Raiden Commodities had petitioned the Public Utility Commission of Texas for a rulemaking to eliminate the current Subst. R. §25.504(c), which currently provides that entities with less than 5% of ERCOT installed capacity do not have ERCOT-wide market power.
Industrials, a cooperative, and generators all opposed this request.
Texas Industrial Energy Consumers, "does not believe that the complaints raised in the petition justify eliminating the small fish swim free rule or generally revisiting the Commission's current wholesale market rules at this time. "
"Absent a structural flaw, competition among resources and efficient market outcomes will curb the ability of any market participant to sustain artificially high prices.
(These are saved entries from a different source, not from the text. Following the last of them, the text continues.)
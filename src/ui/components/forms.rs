//! Form controls.
//!
//! Caller classes land on the outer wrapper; caller style and attributes are
//! forwarded to the `<input>` itself.

use super::{Attrs, Component};
use crate::defaults::DefaultsRegistry;
use crate::ui::markup::{Element, Node, el, merge_classes};

const TAG_INPUT_SCRIPT: &str = r#"
document.querySelectorAll('.fs-comm-tag-input').forEach(container => {
    if (container.dataset.fsCommInit) return;
    container.dataset.fsCommInit = 'true';
    const input = container.querySelector('input[type="text"]');
    const hidden = container.querySelector('input[type="hidden"]');
    const tagsDiv = container.querySelector('.tags-container');

    const updateHidden = () => {
        hidden.value = Array.from(tagsDiv.querySelectorAll('.badge'))
            .map(b => b.dataset.tag)
            .join(',');
    };

    const addTag = (tag) => {
        const badge = document.createElement('span');
        badge.className = 'badge bg-primary me-2 mb-2 d-inline-flex align-items-center';
        badge.dataset.tag = tag;
        badge.textContent = tag;
        const close = document.createElement('button');
        close.type = 'button';
        close.className = 'btn-close btn-close-white ms-2';
        close.style.fontSize = '0.7rem';
        close.onclick = () => { badge.remove(); updateHidden(); };
        badge.appendChild(close);
        tagsDiv.appendChild(badge);
        updateHidden();
    };

    input.addEventListener('keypress', (e) => {
        if (e.key !== 'Enter') return;
        e.preventDefault();
        const tag = input.value.trim();
        if (tag) {
            addTag(tag);
            input.value = '';
        }
    });

    container.querySelectorAll('.btn-close').forEach(btn => {
        btn.onclick = (e) => {
            e.target.closest('.badge').remove();
            updateHidden();
        };
    });
});
"#;

/// Forward caller style and attributes onto `input`, returning the caller
/// classes for the wrapper.
fn split_attrs(attrs: Attrs, input: Element) -> (String, Element) {
    let Attrs { cls, style, extra } = attrs;
    (cls, Attrs::extras_onto(extra, input.style(style)))
}

/// Text input whose label floats above it on focus.
///
/// # Example
///
/// ```rust
/// use community_ui::defaults::DefaultsRegistry;
/// use community_ui::ui::components::{AnimatedInput, Component};
///
/// let html = AnimatedInput::new("Email Address", "email")
///     .input_type("email")
///     .required(true)
///     .render(&DefaultsRegistry::new())
///     .render();
/// assert!(html.contains(r#"id="input-email""#));
/// assert!(html.contains(r#"<label for="input-email">Email Address</label>"#));
/// ```
#[derive(Debug, Clone)]
pub struct AnimatedInput {
    label: String,
    name: String,
    input_type: Option<String>,
    placeholder: Option<String>,
    value: Option<String>,
    required: bool,
    attrs: Attrs,
}

impl AnimatedInput {
    /// Input `name` labelled `label`.
    pub fn new(label: impl Into<String>, name: impl Into<String>) -> Self {
        Self {
            label: label.into(),
            name: name.into(),
            input_type: None,
            placeholder: None,
            value: None,
            required: false,
            attrs: Attrs::default(),
        }
    }

    /// HTML input type (default `text`).
    #[must_use]
    pub fn input_type(mut self, input_type: impl Into<String>) -> Self {
        self.input_type = Some(input_type.into());
        self
    }

    /// Placeholder; the label is used when absent.
    #[must_use]
    pub fn placeholder(mut self, placeholder: impl Into<String>) -> Self {
        self.placeholder = Some(placeholder.into());
        self
    }

    /// Initial value.
    #[must_use]
    pub fn value(mut self, value: impl Into<String>) -> Self {
        self.value = Some(value.into());
        self
    }

    /// Mark the field required.
    #[must_use]
    pub fn required(mut self, required: bool) -> Self {
        self.required = required;
        self
    }
}

impl Component for AnimatedInput {
    const NAME: &'static str = "AnimatedInput";

    fn render(self, defaults: &DefaultsRegistry) -> Node {
        let cfg = defaults.resolver(Self::NAME);
        let input_type = cfg.text("input_type", self.input_type.as_deref(), "text");
        let placeholder = cfg
            .optional_text("placeholder", self.placeholder.as_deref())
            .filter(|p| !p.is_empty())
            .unwrap_or_else(|| self.label.clone());

        let input = el("input")
            .attr("type", input_type)
            .attr("name", self.name.as_str())
            .attr("id", format!("input-{}", self.name))
            .attr("placeholder", placeholder)
            .attr_opt("value", self.value)
            .flag("required", self.required)
            .class("form-control");
        // A caller id replaces the generated one.
        let (cls, input) = split_attrs(self.attrs, input);
        let input_id = input.get_attr("id").unwrap_or_default().to_string();

        el("div")
            .class(merge_classes(&["fs-comm-animated-input", "form-floating", cls.as_str()]))
            .child(input)
            .child(el("label").attr("for", input_id).child(self.label))
            .into()
    }
}

/// Search form: input plus submit button in an input group.
#[derive(Debug, Clone, Default)]
pub struct SearchBar {
    placeholder: Option<String>,
    name: Option<String>,
    action: Option<String>,
    method: Option<String>,
    attrs: Attrs,
}

impl SearchBar {
    /// `GET /search?q=...` form.
    #[must_use]
    pub fn new() -> Self {
        Self::default()
    }

    /// Placeholder (default `Search...`).
    #[must_use]
    pub fn placeholder(mut self, placeholder: impl Into<String>) -> Self {
        self.placeholder = Some(placeholder.into());
        self
    }

    /// Query parameter name (default `q`).
    #[must_use]
    pub fn name(mut self, name: impl Into<String>) -> Self {
        self.name = Some(name.into());
        self
    }

    /// Form action URL (default `/search`).
    #[must_use]
    pub fn action(mut self, action: impl Into<String>) -> Self {
        self.action = Some(action.into());
        self
    }

    /// HTTP method (default `GET`).
    #[must_use]
    pub fn method(mut self, method: impl Into<String>) -> Self {
        self.method = Some(method.into());
        self
    }
}

impl Component for SearchBar {
    const NAME: &'static str = "SearchBar";

    fn render(self, defaults: &DefaultsRegistry) -> Node {
        let cfg = defaults.resolver(Self::NAME);
        let placeholder = cfg.text("placeholder", self.placeholder.as_deref(), "Search...");
        let name = cfg.text("name", self.name.as_deref(), "q");
        let action = cfg.text("action", self.action.as_deref(), "/search");
        let method = cfg.text("method", self.method.as_deref(), "GET");

        let input = el("input")
            .attr("type", "search")
            .attr("name", name)
            .attr("placeholder", placeholder)
            .class("form-control");
        let (cls, input) = split_attrs(self.attrs, input);
        let button = el("button")
            .attr("type", "submit")
            .class("btn btn-primary")
            .child(el("span").class("fs-5").child("🔍"));

        el("form")
            .attr("action", action)
            .attr("method", method)
            .class(merge_classes(&["fs-comm-search-bar", cls.as_str()]))
            .child(el("div").class("input-group").child(input).child(button))
            .into()
    }
}

/// Text input collecting a list of tags, mirrored into a hidden
/// comma-separated `{name}_tags` field.
#[derive(Debug, Clone)]
pub struct TagInput {
    name: String,
    tags: Vec<String>,
    placeholder: Option<String>,
    attrs: Attrs,
}

impl TagInput {
    /// Tag input named `name`.
    pub fn new(name: impl Into<String>) -> Self {
        Self {
            name: name.into(),
            tags: Vec::new(),
            placeholder: None,
            attrs: Attrs::default(),
        }
    }

    /// Initial tags.
    #[must_use]
    pub fn tags<I, S>(mut self, tags: I) -> Self
    where
        I: IntoIterator<Item = S>,
        S: Into<String>,
    {
        self.tags = tags.into_iter().map(Into::into).collect();
        self
    }

    /// Placeholder (default `Add tag...`).
    #[must_use]
    pub fn placeholder(mut self, placeholder: impl Into<String>) -> Self {
        self.placeholder = Some(placeholder.into());
        self
    }
}

impl Component for TagInput {
    const NAME: &'static str = "TagInput";

    fn render(self, defaults: &DefaultsRegistry) -> Node {
        let placeholder =
            defaults
                .resolver(Self::NAME)
                .text("placeholder", self.placeholder.as_deref(), "Add tag...");

        let badges = self.tags.iter().map(|tag| {
            el("span")
                .class("badge bg-primary me-2 mb-2 d-inline-flex align-items-center")
                .attr("data-tag", tag.as_str())
                .child(tag)
                .child(
                    el("button")
                        .attr("type", "button")
                        .class("btn-close btn-close-white ms-2")
                        .style("font-size: 0.7rem;"),
                )
        });
        let tags = el("div").class("tags-container mb-2").children(badges);

        let input = el("input")
            .attr("type", "text")
            .attr("name", self.name.as_str())
            .attr("placeholder", placeholder)
            .class("form-control");
        let (cls, input) = split_attrs(self.attrs, input);
        let hidden = el("input")
            .attr("type", "hidden")
            .attr("name", format!("{}_tags", self.name))
            .attr("value", self.tags.join(","));

        el("div")
            .class(merge_classes(&["fs-comm-tag-input", cls.as_str()]))
            .child(tags)
            .child(input)
            .child(hidden)
            .child(el("script").child(TAG_INPUT_SCRIPT))
            .into()
    }
}

caller_attrs!(AnimatedInput, SearchBar, TagInput);

#[cfg(test)]
mod tests {
    use super::*;

    #[test]
    fn test_animated_input_defaults() {
        let node = AnimatedInput::new("Full Name", "name").render(&DefaultsRegistry::new());
        let root = node.as_element().unwrap();
        assert_eq!(root.get_attr("class"), Some("fs-comm-animated-input form-floating"));
        let input = node.find_by_tag("input")[0];
        assert_eq!(input.get_attr("type"), Some("text"));
        assert_eq!(input.get_attr("placeholder"), Some("Full Name"));
        assert_eq!(input.get_attr("value"), None);
        assert!(!input.has_flag("required"));
    }

    #[test]
    fn test_animated_input_forwards_extras_to_input() {
        let node = AnimatedInput::new("Email", "email")
            .cls("mb-3")
            .style("max-width: 20rem;")
            .attr("id", "custom")
            .attr("hx-post", "/validate")
            .required(true)
            .render(&DefaultsRegistry::new());
        assert!(node.as_element().unwrap().has_class("mb-3"));
        let input = node.find_by_tag("input")[0];
        assert_eq!(input.get_attr("id"), Some("custom"));
        assert_eq!(input.get_attr("hx-post"), Some("/validate"));
        assert_eq!(input.get_attr("style"), Some("max-width: 20rem;"));
        assert!(input.has_flag("required"));
        assert_eq!(node.find_by_tag("label")[0].get_attr("for"), Some("custom"));
    }

    #[test]
    fn test_search_bar() {
        let defaults = DefaultsRegistry::new();
        let node = SearchBar::new().render(&defaults);
        let root = node.as_element().unwrap();
        assert_eq!(root.tag(), "form");
        assert_eq!(root.get_attr("action"), Some("/search"));
        assert_eq!(root.get_attr("method"), Some("GET"));
        let input = node.find_by_tag("input")[0];
        assert_eq!(input.get_attr("name"), Some("q"));
        assert_eq!(input.get_attr("placeholder"), Some("Search..."));

        defaults.set("SearchBar", [("action", "/products/search")]);
        let node = SearchBar::new().render(&defaults);
        assert_eq!(node.as_element().unwrap().get_attr("action"), Some("/products/search"));
    }

    #[test]
    fn test_tag_input() {
        let node = TagInput::new("skills")
            .tags(["Rust", "Axum"])
            .render(&DefaultsRegistry::new());
        assert_eq!(node.find_by_class("badge").len(), 2);
        let hidden = node
            .find_by_tag("input")
            .into_iter()
            .find(|i| i.get_attr("type") == Some("hidden"))
            .unwrap();
        assert_eq!(hidden.get_attr("name"), Some("skills_tags"));
        assert_eq!(hidden.get_attr("value"), Some("Rust,Axum"));
        assert_eq!(node.find_by_tag("script").len(), 1);
    }

    #[test]
    fn test_tag_input_empty() {
        let node = TagInput::new("t").render(&DefaultsRegistry::new());
        assert!(node.find_by_class("badge").is_empty());
        assert!(node.render().contains(r#"placeholder="Add tag...""#));
    }
}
As the Commission noted when it originally adopted Rule 25.504(c), '[an] entity's attempts to raise prices above competitive levels will be subject to considerable risk that it will simply price itself out of the market, a risk that will increase over time as load becomes more responsive to high prices in the ERCOT spot market.' The Commission's reasons for approving the rule in the current form, as explained in the Final Order, appear to still hold true," TIEC said.
Also opposing Raiden's petition, in separately filed comments, were South Texas Electric Cooperative, Inc., Texas Competitive Power Advocates, GDF SUEZ, and Luminant.
Texas Competitive Power Advocates said, "Since the adoption of the rule in 2006, neither ERCOT nor the independent market monitor (IMM) have made any finding that suggests the small fish rule is not working or that any small fish entity has committed market power abuse"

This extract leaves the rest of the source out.